For Canadians, many questions regarding file sharing remain unanswered to this day. "CRIA did file suit against 29 alleged file sharers in 2004, but that action was unsuccessful," said University of Ottawa professor Michael Geist, Canada’s leading authority on Internet and copyright matters. "I think the Conservatives may seek to take a second look at copyright policy. That could have the effect of delaying the introduction of new copyright legislation."
Nettwerk Music Group CEO Terry McBride echoed this uncertainty – "that it is still to be decided by the courts, as it’s unclear" whether Canadians are allowed to download and share music via the Internet.
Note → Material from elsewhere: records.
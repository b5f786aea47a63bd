/*!
Collision root module.

Terrain queries for a 2D side-on character: segment casts against static
surfaces, filtered by per-surface classification. The code is split for clarity:

- types:    shared data types (SurfaceId, Transform, RawHit, TerrainHit)
- settings: tolerances, caps, and controller defaults
- shapes:   surface definitions and their Rapier colliders
- world:    Rapier-backed query world
- classify: solid/non-solid decisions (one-way platforms, areas)
- query:    nearest-solid-hit casts for a body side
- pool:     small ring of recent results
*/

pub mod classify;
pub mod pool;
pub mod query;
pub mod settings;
pub mod shapes;
pub mod types;
pub mod world;

// Re-export commonly used types and functions.
pub use classify::{
    AreaKind, OneWayPlatform, PassThrough, PlatformSolidity, SurfaceTraits, is_solid,
};
pub use pool::{HitPool, HitSlot};
pub use query::{SideProbe, TerrainCaster, TerrainSource};
pub use shapes::{SurfaceDef, SurfaceShapeDef};
pub use types::{Iso, Point2, RawHit, SurfaceId, TerrainHit, Transform, Vec2};
pub use world::{SurfaceEntry, TerrainWorld};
Incredibly, McBride maintains that even though his company "has been hurt, especially in catalogue sales… the current actions of the RIAA are not in my artists’ best interests."
"The future [of the music industry will be led by] the fan and how that fan wants to consume their music," asserts McBride. "Some will want a physical product, others will want a more portable digital version and some will simply want to subscribe to a ‘service’ through a mobile device and have access to millions of songs. We feel that the latter two are the future."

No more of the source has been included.